The Ninety-Five Theses
The conflict over the nature of the gospel started with Luther studying Scripture and gained momentum on All Saints' Eve in 1517, when Luther publicly denounced the sale of indulgences. Indulgences were sold by the Catholic Church for the living to purchase-for themselves or their dead relatives suffering in the mythical purgatory-relief from the punishment for sin. Luther called for a public debate on this and other theological matters that he rightly saw as incongruent with the teachings of Scripture, outlining his complaints in the now-legendary Ninety-Five Theses.
Here I Stand
Luther's criticisms of the church gathered enough support that in 1521 he was required to stand before the Holy Roman Emperor, Charles V, at Worms, Germany. Great pressure was exerted on Luther to recant of his teachings, which caused him much anguish. In the end, Luther boldly said, "Unless I can be instructed and convinced with evidence from the Holy Scriptures or with open, clear, and distinct grounds of reasoning . . . then I cannot and will not recant, because it is neither safe nor wise to act against conscience." Then he added, "Here I stand. I can do no other. God help me!
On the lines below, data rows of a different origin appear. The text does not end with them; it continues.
// inspect / settings: read-only reporting commands.

use std::path::Path;

use reconmap_io::read_summary;

use crate::{App, CliError};

pub fn cmd_inspect(app: &App, file: &Path, json: bool) -> Result<(), CliError> {
    let summary = read_summary(file, &app.read_options()).map_err(CliError::file)?;

    if json {
        let text = serde_json::to_string_pretty(&summary).map_err(|e| CliError::general(e.to_string()))?;
        println!("{text}");
        return Ok(());
    }

    println!("File:    {}", summary.name);
    println!("Rows:    {}", summary.total_rows);
    println!("Columns: {}", summary.columns.len());
    for (i, column) in summary.columns.iter().enumerate() {
        println!("  {:>3}  {column}", i + 1);
    }
    Ok(())
}

pub fn cmd_settings(app: &App, json: bool) -> Result<(), CliError> {
    let s = &app.settings;
    if json {
        let mut value = serde_json::to_value(s).map_err(|e| CliError::general(e.to_string()))?;
        if let Some(map) = value.as_object_mut() {
            map.insert(
                "session".to_string(),
                serde_json::Value::String(app.store.path().display().to_string()),
            );
        }
        let text = serde_json::to_string_pretty(&value).map_err(|e| CliError::general(e.to_string()))?;
        println!("{text}");
        return Ok(());
    }

    println!("port:               {}", s.port);
    println!("debug:              {}", s.debug);
    println!("log_level:          {} (effective: {})", s.log_level, s.effective_log_level());
    println!("log_file_path:      {}", s.log_file_path.display());
    println!("max_file_size:      {} MB", s.max_file_size);
    println!("allowed_file_types: {}", s.allowed_file_types.join(", "));
    println!("output_dir:         {}", s.output_dir.display());
    println!("json_prefix:        {}", s.json_prefix);
    println!("session:            {}", app.store.path().display());
    Ok(())
}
Amen." Luther was subsequently denounced as a heretic, declared as a "demon in the appearance of a man," and forced into hiding for ten months. The remainder of his life was essentially lived as an outlaw on the run.
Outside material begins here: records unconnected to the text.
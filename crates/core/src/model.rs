use std::fmt;
use std::str::FromStr;

use serde::de::{MapAccess, Visitor};
use serde::ser::SerializeMap;
use serde::{Deserialize, Deserializer, Serialize, Serializer};

/// Timestamp written inside the emitted document.
pub const TIMESTAMP_FORMAT: &str = "%Y-%m-%d %H:%M:%S";

/// Timestamp embedded in the output file name.
pub const FILENAME_TIMESTAMP_FORMAT: &str = "%Y%m%d_%H%M%S";

// ---------------------------------------------------------------------------
// Sources
// ---------------------------------------------------------------------------

/// Which of the two tabular inputs a filter or column refers to.
#[derive(Debug, Clone, Copy, PartialEq, Eq, Hash, Serialize, Deserialize)]
#[serde(rename_all = "snake_case")]
pub enum Source {
    Source1,
    Source2,
}

impl Source {
    pub const BOTH: [Source; 2] = [Source::Source1, Source::Source2];

    pub fn as_str(&self) -> &'static str {
        match self {
            Self::Source1 => "source1",
            Self::Source2 => "source2",
        }
    }
}

impl fmt::Display for Source {
    fn fmt(&self, f: &mut fmt::Formatter<'_>) -> fmt::Result {
        f.write_str(self.as_str())
    }
}

impl FromStr for Source {
    type Err = String;

    fn from_str(s: &str) -> Result<Self, Self::Err> {
        match s.trim().to_ascii_lowercase().as_str() {
            "source1" | "1" | "file1" => Ok(Self::Source1),
            "source2" | "2" | "file2" => Ok(Self::Source2),
            other => Err(format!("unknown source '{other}' (expected source1 or source2)")),
        }
    }
}

// ---------------------------------------------------------------------------
// Filter operators
// ---------------------------------------------------------------------------

#[derive(Debug, Clone, Copy, PartialEq, Eq, Hash, Serialize, Deserialize)]
#[serde(rename_all = "snake_case")]
pub enum FilterOperator {
    Equals,
    NotEquals,
    GreaterThan,
    LessThan,
    Contains,
}

impl FilterOperator {
    pub const ALL: [FilterOperator; 5] = [
        FilterOperator::Equals,
        FilterOperator::NotEquals,
        FilterOperator::GreaterThan,
        FilterOperator::LessThan,
        FilterOperator::Contains,
    ];

    pub fn as_str(&self) -> &'static str {
        match self {
            Self::Equals => "equals",
            Self::NotEquals => "not_equals",
            Self::GreaterThan => "greater_than",
            Self::LessThan => "less_than",
            Self::Contains => "contains",
        }
    }
}

impl fmt::Display for FilterOperator {
    fn fmt(&self, f: &mut fmt::Formatter<'_>) -> fmt::Result {
        f.write_str(self.as_str())
    }
}

impl FromStr for FilterOperator {
    type Err = String;

    /// Accepts the snake_case wire names as well as the spaced labels
    /// ("not equals", "greater than") shown in form selectors.
    fn from_str(s: &str) -> Result<Self, Self::Err> {
        let normalized = s.trim().to_ascii_lowercase().replace([' ', '-'], "_");
        Self::ALL
            .into_iter()
            .find(|op| op.as_str() == normalized)
            .ok_or_else(|| {
                format!(
                    "unknown operator '{}' (expected one of: {})",
                    s.trim(),
                    Self::ALL.map(|op| op.as_str()).join(", ")
                )
            })
    }
}

// ---------------------------------------------------------------------------
// Column mapping + filter condition
// ---------------------------------------------------------------------------

/// Correspondence between a column in source 1 and a column in source 2.
#[derive(Debug, Clone, Default, PartialEq, Eq, Serialize, Deserialize)]
pub struct ColumnMapping {
    #[serde(default)]
    pub source1_column: String,
    #[serde(default)]
    pub source2_column: String,
    #[serde(default)]
    pub is_join_key: bool,
    #[serde(default)]
    pub is_recon_key: bool,
}

impl ColumnMapping {
    pub fn new(source1: impl Into<String>, source2: impl Into<String>) -> Self {
        Self {
            source1_column: source1.into(),
            source2_column: source2.into(),
            ..Self::default()
        }
    }

    pub fn join_key(mut self, on: bool) -> Self {
        self.is_join_key = on;
        self
    }

    pub fn recon_key(mut self, on: bool) -> Self {
        self.is_recon_key = on;
        self
    }

    /// Both column names are filled in.
    pub fn is_complete(&self) -> bool {
        !self.source1_column.is_empty() && !self.source2_column.is_empty()
    }

    pub fn column(&self, source: Source) -> &str {
        match source {
            Source::Source1 => &self.source1_column,
            Source::Source2 => &self.source2_column,
        }
    }
}

/// A filter row as edited in the form. Selector fields stay `None` until the
/// user picks a value.
#[derive(Debug, Clone, Default, PartialEq, Eq, Serialize, Deserialize)]
pub struct FilterDraft {
    #[serde(default)]
    pub source: Option<Source>,
    #[serde(default)]
    pub column: String,
    #[serde(default)]
    pub operator: Option<FilterOperator>,
    #[serde(default)]
    pub value: String,
}

impl FilterDraft {
    /// The emitted condition, if every field is set.
    ///
    /// An empty `value` counts as unset, so an "is empty" check cannot be
    /// expressed; downstream consumers rely on this.
    pub fn complete(&self) -> Option<FilterCondition> {
        let source = self.source?;
        let operator = self.operator?;
        if self.column.is_empty() || self.value.is_empty() {
            return None;
        }
        Some(FilterCondition {
            source,
            column: self.column.clone(),
            operator,
            value: self.value.clone(),
        })
    }
}

impl From<FilterCondition> for FilterDraft {
    fn from(c: FilterCondition) -> Self {
        Self {
            source: Some(c.source),
            column: c.column,
            operator: Some(c.operator),
            value: c.value,
        }
    }
}

/// Predicate restricting which rows of one source take part in reconciliation.
#[derive(Debug, Clone, PartialEq, Eq, Serialize, Deserialize)]
pub struct FilterCondition {
    pub source: Source,
    pub column: String,
    pub operator: FilterOperator,
    pub value: String,
}

impl FilterCondition {
    pub fn new(
        source: Source,
        column: impl Into<String>,
        operator: FilterOperator,
        value: impl Into<String>,
    ) -> Self {
        Self {
            source,
            column: column.into(),
            operator,
            value: value.into(),
        }
    }
}

// ---------------------------------------------------------------------------
// Journey + categories
// ---------------------------------------------------------------------------

#[derive(Debug, Clone, Default, PartialEq, Eq, Serialize, Deserialize)]
pub struct Category {
    pub name: String,
    #[serde(default)]
    pub subcategories: Vec<String>,
}

impl Category {
    pub fn new(name: impl Into<String>) -> Self {
        Self {
            name: name.into(),
            subcategories: Vec::new(),
        }
    }
}

/// Categories in insertion order, unique by name.
///
/// Serialized as a JSON object keyed by category name; key order follows
/// insertion order. Registry operations live in `registry.rs`.
#[derive(Debug, Clone, Default, PartialEq, Eq)]
pub struct CategorySet {
    pub(crate) entries: Vec<Category>,
}

impl CategorySet {
    pub fn new() -> Self {
        Self::default()
    }

    pub fn get(&self, name: &str) -> Option<&Category> {
        self.entries.iter().find(|c| c.name == name)
    }

    pub fn contains(&self, name: &str) -> bool {
        self.get(name).is_some()
    }

    pub fn iter(&self) -> std::slice::Iter<'_, Category> {
        self.entries.iter()
    }

    pub fn names(&self) -> impl Iterator<Item = &str> {
        self.entries.iter().map(|c| c.name.as_str())
    }

    pub fn len(&self) -> usize {
        self.entries.len()
    }

    pub fn is_empty(&self) -> bool {
        self.entries.is_empty()
    }
}

impl<'a> IntoIterator for &'a CategorySet {
    type Item = &'a Category;
    type IntoIter = std::slice::Iter<'a, Category>;

    fn into_iter(self) -> Self::IntoIter {
        self.entries.iter()
    }
}

impl Serialize for CategorySet {
    fn serialize<S: Serializer>(&self, serializer: S) -> Result<S::Ok, S::Error> {
        let mut map = serializer.serialize_map(Some(self.entries.len()))?;
        for category in &self.entries {
            map.serialize_entry(&category.name, category)?;
        }
        map.end()
    }
}

impl<'de> Deserialize<'de> for CategorySet {
    fn deserialize<D: Deserializer<'de>>(deserializer: D) -> Result<Self, D::Error> {
        struct CategoryMapVisitor;

        impl<'de> Visitor<'de> for CategoryMapVisitor {
            type Value = CategorySet;

            fn expecting(&self, f: &mut fmt::Formatter<'_>) -> fmt::Result {
                f.write_str("a map of category name to category")
            }

            fn visit_map<A: MapAccess<'de>>(self, mut access: A) -> Result<Self::Value, A::Error> {
                let mut set = CategorySet::new();
                while let Some((key, mut category)) = access.next_entry::<String, Category>()? {
                    // The map key is the category's identity.
                    category.name = key;
                    if !set.contains(&category.name) {
                        set.entries.push(category);
                    }
                }
                Ok(set)
            }
        }

        deserializer.deserialize_map(CategoryMapVisitor)
    }
}

#[derive(Debug, Clone, Default, PartialEq, Eq, Serialize, Deserialize)]
pub struct JourneyConfig {
    #[serde(default)]
    pub journey_name: String,
    #[serde(default)]
    pub categories: CategorySet,
}

impl JourneyConfig {
    pub fn new(journey_name: impl Into<String>) -> Self {
        Self {
            journey_name: journey_name.into(),
            categories: CategorySet::new(),
        }
    }
}

// ---------------------------------------------------------------------------
// File summary
// ---------------------------------------------------------------------------

/// Column list and row count read from an uploaded table.
#[derive(Debug, Clone, Default, PartialEq, Eq, Serialize, Deserialize)]
pub struct FileSummary {
    pub name: String,
    pub columns: Vec<String>,
    pub total_rows: usize,
}

impl FileSummary {
    pub fn has_column(&self, column: &str) -> bool {
        self.columns.iter().any(|c| c == column)
    }
}

// ---------------------------------------------------------------------------
// Emitted artifact
// ---------------------------------------------------------------------------

/// The JSON document handed to the reconciliation engine.
#[derive(Debug, Clone, PartialEq, Eq, Serialize, Deserialize)]
pub struct ReconciliationConfig {
    pub timestamp: String,
    pub journey_name: String,
    pub categories: CategorySet,
    pub mappings: Vec<ColumnMapping>,
    pub filters: Vec<FilterCondition>,
}
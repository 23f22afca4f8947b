//! `reconmap-core`: mapping model for two-source reconciliation configs.
//!
//! Holds the editable form (journey, categories, column mappings, filters),
//! and turns it into the `ReconciliationConfig` document. No file or
//! network I/O happens here.

pub mod assemble;
pub mod clock;
pub mod error;
pub mod form;
pub mod model;
pub mod registry;
pub mod rows;

pub use assemble::assemble;
pub use clock::{Clock, FixedClock, SystemClock};
pub use error::FormError;
pub use form::{FilterEdit, FormState, LoadedSource, MappingEdit, RowKind, StaleColumn};
pub use model::{
    Category, CategorySet, ColumnMapping, FileSummary, FilterCondition, FilterDraft, FilterOperator,
    JourneyConfig, ReconciliationConfig, Source,
};
pub use rows::{Row, RowId, RowList};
Nonetheless, Luther translated the entire Bible into German, wrote the great hymn "A Mighty Fortress Is Our God," published many books and pamphlets totaling some sixty thousand pages, and published both the Larger and Smaller Catechisms, which have been loved by Lutherans as well as other Christians ever since for their clear teaching of essential biblical doctrines, despite his own wishes that "all my books would disappear and the Holy Scriptures alone be read." By the end of his life, Luther knew most of the New Testament and large sections of the Old Testament by heart as he clung to the Scriptures for guidance in tumultuous times. Eventually, Luther simply burned out after years of exhausting work that included extensive preaching; he died in 1546 at the age of sixty-three.
For Further Reading
For those wanting to benefit more from Luther's amazing insights on the cross of Jesus Christ, Alister McGrath's work Luther's Theology of the Cross is very helpful. Furthermore, his insights on a theology of the cross as contrasted with a theology of glory are timeless. Also, everyone who preaches and teaches should read Luther's Lectures on Galatians. Whereas his Commentary on Galatians can be polemical about the papacy as it was for more of a public audience, his lectures on Galatians were for his congregation and hold some unparalleled gospel insights. Today the influence of Luther's theology of the cross is often echoed in the teachings of Tim Keller and can be read in the amazing book The Cross of Christ by John Stott, in which he explores the many rich sides of the cross from a classic Reformed perspective. Everyone who wants to more fully appreciate the cross should take the time to carefully and prayerfully read this book.